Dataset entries
------------------------------------------------------------
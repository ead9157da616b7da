use crate::search::{Cost, Domain, DomainEdge};
use std::ops::{Deref, DerefMut};

/// A scope guard around one in-place transition. Creating it applies the
/// operator to the borrowed state; dropping it reverts the state, unless the
/// transition was kept with [`AppliedEdge::commit`].
///
/// Since reverting happens in [`Drop`], every exit path out of the scope
/// restores the state, early returns included. This is what allows depth
/// first searches to work on a single state buffer.
#[derive(Debug)]
pub struct AppliedEdge<'a, D: Domain> {
    domain: &'a D,
    state: &'a mut D::State,
    op: D::Oper,
    cost: Cost,
    revop: D::Oper,
    edge: Option<DomainEdge<D>>,
}

impl<'a, D: Domain> AppliedEdge<'a, D> {
    pub fn apply(domain: &'a D, state: &'a mut D::State, op: D::Oper) -> Self {
        let edge = domain.apply(state, op);
        debug_assert!(
            edge.cost >= Cost::from(0.),
            "operator {:?} has negative cost {}",
            op,
            edge.cost
        );
        Self {
            domain,
            state,
            op,
            cost: edge.cost,
            revop: edge.revop,
            edge: Some(edge),
        }
    }

    #[inline(always)]
    pub fn op(&self) -> D::Oper {
        self.op
    }

    #[inline(always)]
    pub fn cost(&self) -> Cost {
        self.cost
    }

    #[inline(always)]
    pub fn revop(&self) -> D::Oper {
        self.revop
    }

    /// Keep the transition, the state stays mutated after the guard is gone.
    pub fn commit(mut self) -> Cost {
        self.edge = None;
        self.cost
    }
}

impl<D: Domain> Deref for AppliedEdge<'_, D> {
    type Target = D::State;

    fn deref(&self) -> &Self::Target {
        self.state
    }
}

impl<D: Domain> DerefMut for AppliedEdge<'_, D> {
    fn deref_mut(&mut self) -> &mut Self::Target {
        self.state
    }
}

impl<D: Domain> Drop for AppliedEdge<'_, D> {
    fn drop(&mut self) {
        if let Some(edge) = self.edge.take() {
            self.domain.revert(self.state, edge);
        }
    }
}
------------------------------------------------------------
# Problem details
Your answer must consist of every line above, reproduced exactly.

# Written solution
repository ead9157da616b7da
use crate::search::{Cost, Domain, DomainEdge};
use std::ops::{Deref, DerefMut};

/// A scope guard around one in-place transition. Creating it applies the
/// operator to the borrowed state; dropping it reverts the state, unless the
/// transition was kept with [`AppliedEdge::commit`].
///
/// Since reverting happens in [`Drop`], every exit path out of the scope
/// restores the state, early returns included. This is what allows depth
/// first searches to work on a single state buffer.
#[derive(Debug)]
pub struct AppliedEdge<'a, D: Domain> {
    domain: &'a D,
    state: &'a mut D::State,
    op: D::Oper,
    cost: Cost,
    revop: D::Oper,
    edge: Option<DomainEdge<D>>,
}

impl<'a, D: Domain> AppliedEdge<'a, D> {
    pub fn apply(domain: &'a D, state: &'a mut D::State, op: D::Oper) -> Self {
        let edge = domain.apply(state, op);
        debug_assert!(
            edge.cost >= Cost::from(0.),
            "operator {:?} has negative cost {}",
            op,
            edge.cost
        );
        Self {
            domain,
            state,
            op,
            cost: edge.cost,
            revop: edge.revop,
            edge: Some(edge),
        }
    }

    #[inline(always)]
    pub fn op(&self) -> D::Oper {
        self.op
    }

    #[inline(always)]
    pub fn cost(&self) -> Cost {
        self.cost
    }

    #[inline(always)]
    pub fn revop(&self) -> D::Oper {
        self.revop
    }

    /// Keep the transition, the state stays mutated after the guard is gone.
    pub fn commit(mut self) -> Cost {
        self.edge = None;
        self.cost
    }
}

impl<D: Domain> Deref for AppliedEdge<'_, D> {
    type Target = D::State;

    fn deref(&self) -> &Self::Target {
        self.state
    }
}

impl<D: Domain> DerefMut for AppliedEdge<'_, D> {
    fn deref_mut(&mut self) -> &mut Self::Target {
        self.state
    }
}

impl<D: Domain> Drop for AppliedEdge<'_, D> {
    fn drop(&mut self) {
        if let Some(edge) = self.edge.take() {
            self.domain.revert(self.state, edge);
        }
    }
}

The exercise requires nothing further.